The charge is a violation of New York state law, and the defense — concerned that the jury could convict Maxwell based on something that happened in New Mexico — sent a letter to the judge asking for “additional instructions to correct apparent errors in the jury’s understanding” of the charge. Judge Nathan had referred the jury to her instructions, but the defense argued that was insufficient.

“They are looking at the instructions that they have been given thus far … and they are unclear,” defense attorney Christian Everdell said. “They are confused by those instructions.”
MORE: Defense rests after Ghislaine Maxwell says there is ‘no need’ for her to testify in her own defense

Prosecutors opposed the defense’s request for additional clarification.

“It was a correct legal instruction when the court referred the jury to it yesterday afternoon,” prosecutor Alison Moe said. “No relief is appropriate here.”

The judge agreed with the government and declined to tell the jury anything more.

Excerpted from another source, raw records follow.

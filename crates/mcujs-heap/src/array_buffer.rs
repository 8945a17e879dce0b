//! Component F — typed views over a string-chain backing store.
//!
//! An `ARRAYBUFFER` cell doesn't hold any bytes itself; `first_child`
//! references the string head that does, and the cell just carries the
//! offset/length/element-type triple needed to interpret it (§4.F).

use crate::cell::{ArrayBufferView, CellKind, ViewType};
use crate::error::{HeapError, HeapResult};
use crate::heap::Heap;
use crate::ref_::Ref;
use crate::string_chain::StringIterator;

/// Decode up to 8 little-endian bytes per `view`'s sign/width rules.
pub(crate) fn decode_int(view: ViewType, bytes: &[u8; 8]) -> i64 {
    match view {
        ViewType::U8 => bytes[0] as i64,
        ViewType::I8 => bytes[0] as i8 as i64,
        ViewType::U16 => u16::from_le_bytes(bytes[..2].try_into().unwrap()) as i64,
        ViewType::I16 => i16::from_le_bytes(bytes[..2].try_into().unwrap()) as i64,
        ViewType::U32 => u32::from_le_bytes(bytes[..4].try_into().unwrap()) as i64,
        ViewType::I32 => i32::from_le_bytes(bytes[..4].try_into().unwrap()) as i64,
        ViewType::F32 | ViewType::F64 => unreachable!("decode_int on a float view"),
    }
}

pub(crate) fn decode_float(view: ViewType, bytes: &[u8; 8]) -> f64 {
    match view {
        ViewType::F32 => f32::from_le_bytes(bytes[..4].try_into().unwrap()) as f64,
        ViewType::F64 => f64::from_le_bytes(bytes[..8].try_into().unwrap()),
        _ => unreachable!("decode_float on an int view"),
    }
}

pub(crate) fn encode_int(view: ViewType, n: i32) -> [u8; 8] {
    let mut b = [0u8; 8];
    match view {
        ViewType::U8 => b[0] = n as u8,
        ViewType::I8 => b[0] = n as i8 as u8,
        ViewType::U16 => b[..2].copy_from_slice(&(n as u16).to_le_bytes()),
        ViewType::I16 => b[..2].copy_from_slice(&(n as i16).to_le_bytes()),
        ViewType::U32 => b[..4].copy_from_slice(&(n as u32).to_le_bytes()),
        ViewType::I32 => b[..4].copy_from_slice(&n.to_le_bytes()),
        ViewType::F32 | ViewType::F64 => unreachable!("encode_int on a float view"),
    }
    b
}

pub(crate) fn encode_float(view: ViewType, f: f64) -> [u8; 8] {
    let mut b = [0u8; 8];
    match view {
        ViewType::F32 => b[..4].copy_from_slice(&(f as f32).to_le_bytes()),
        ViewType::F64 => b[..8].copy_from_slice(&f.to_le_bytes()),
        _ => unreachable!("encode_float on an int view"),
    }
    b
}

impl Heap {
    /// Creates a typed view over `backing` (a string chain). `backing` is
    /// reffed, not consumed.
    pub fn new_array_buffer(
        &mut self,
        backing: Ref,
        byte_offset: u16,
        length: u16,
        view: ViewType,
    ) -> HeapResult<Ref> {
        debug_assert!(self.is_string(backing));
        let r = self.pool.alloc(CellKind::ArrayBuffer(ArrayBufferView {
            byte_offset,
            length,
            view,
        }))?;
        self.reff(backing);
        self.pool.get_mut(r).first_child = backing;
        Ok(r)
    }

    pub(crate) fn array_buffer_view(&self, ab: Ref) -> ArrayBufferView {
        match self.pool.get(ab).kind {
            CellKind::ArrayBuffer(v) => v,
            _ => {
                debug_assert!(false, "array-buffer op on a non-array-buffer cell");
                ArrayBufferView {
                    byte_offset: 0,
                    length: 0,
                    view: ViewType::U8,
                }
            }
        }
    }

    /// `(backing string head, byte offset of element 0, element count,
    /// element type)` — what `iter.rs`'s array-buffer iterator needs to
    /// walk the view without going through the per-call `array_buffer_*`
    /// API.
    pub(crate) fn array_buffer_parts(&self, ab: Ref) -> (Ref, usize, usize, ViewType) {
        let view = self.array_buffer_view(ab);
        let backing = self.pool.get(ab).first_child;
        (backing, view.byte_offset as usize, view.length as usize, view.view)
    }

    fn read_byte(&self, backing: Ref, pos: usize) -> u8 {
        let mut it = StringIterator::new_const(self, backing, pos);
        let b = if it.has_char(self) { it.get_char(self) } else { 0 };
        it.free_const(self);
        b
    }

    fn write_byte(&mut self, backing: Ref, pos: usize, value: u8) {
        let mut it = StringIterator::new(self, backing, pos);
        it.set_char(self, value);
        it.free(self);
    }

    fn byte_range(&self, ab: Ref, index: usize) -> Option<(Ref, usize, usize)> {
        let view = self.array_buffer_view(ab);
        if index >= view.length as usize {
            return None;
        }
        let backing = self.pool.get(ab).first_child;
        let start = view.byte_offset as usize + index * view.view.size_of();
        Some((backing, start, view.view.size_of()))
    }

    /// `jsvArrayBufferGet`: decode element `index` into a new numeric
    /// cell. Out-of-range returns `Ref::NULL` (undefined).
    pub fn array_buffer_get(&mut self, ab: Ref, index: usize) -> HeapResult<Ref> {
        let Some((backing, start, size)) = self.byte_range(ab, index) else {
            return Ok(Ref::NULL);
        };
        let mut bytes = [0u8; 8];
        for i in 0..size {
            bytes[i] = self.read_byte(backing, start + i);
        }
        let view = self.array_buffer_view(ab).view;
        if view.is_float() {
            self.new_float(decode_float(view, &bytes))
        } else {
            let n = decode_int(view, &bytes);
            // A Uint32 reading above i32::MAX can't round-trip through
            // CellKind::Int; fall back to a float cell, same as the
            // original representing all numbers as doubles above that
            // range.
            match i32::try_from(n) {
                Ok(n) => self.new_int(n),
                Err(_) => self.new_float(n as f64),
            }
        }
    }

    /// `jsvArrayBufferSet`: coerce `value` and write it back at `index`.
    /// Out of range is reported as `IndexOutOfRange` (typed views, unlike
    /// arrays, cannot grow on write — §7).
    pub fn array_buffer_set(&mut self, ab: Ref, index: usize, value: Ref) -> HeapResult<()> {
        let Some((backing, start, size)) = self.byte_range(ab, index) else {
            return Err(HeapError::IndexOutOfRange);
        };
        let view = self.array_buffer_view(ab).view;
        let bytes = if view.is_float() {
            encode_float(view, self.get_float(value))
        } else {
            encode_int(view, self.get_integer(value))
        };
        for i in 0..size {
            self.write_byte(backing, start + i, bytes[i]);
        }
        Ok(())
    }

    /// Element count of the view (distinct from the backing string's byte
    /// length).
    pub fn array_buffer_length(&self, ab: Ref) -> usize {
        self.array_buffer_view(ab).length as usize
    }
}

“The proposal made by the defense is wrong,” Nathan said. “I continue to not know how to parse the jury’s question.”

Maxwell is the longtime associate of serial sex offender Jeffrey Epstein, the disgraced millionaire who died by suicide in jail in 2019. She is facing charges related to the alleged abuse and trafficking of underage girls between 1994 and 2004, and has pleaded not guilty to the charges.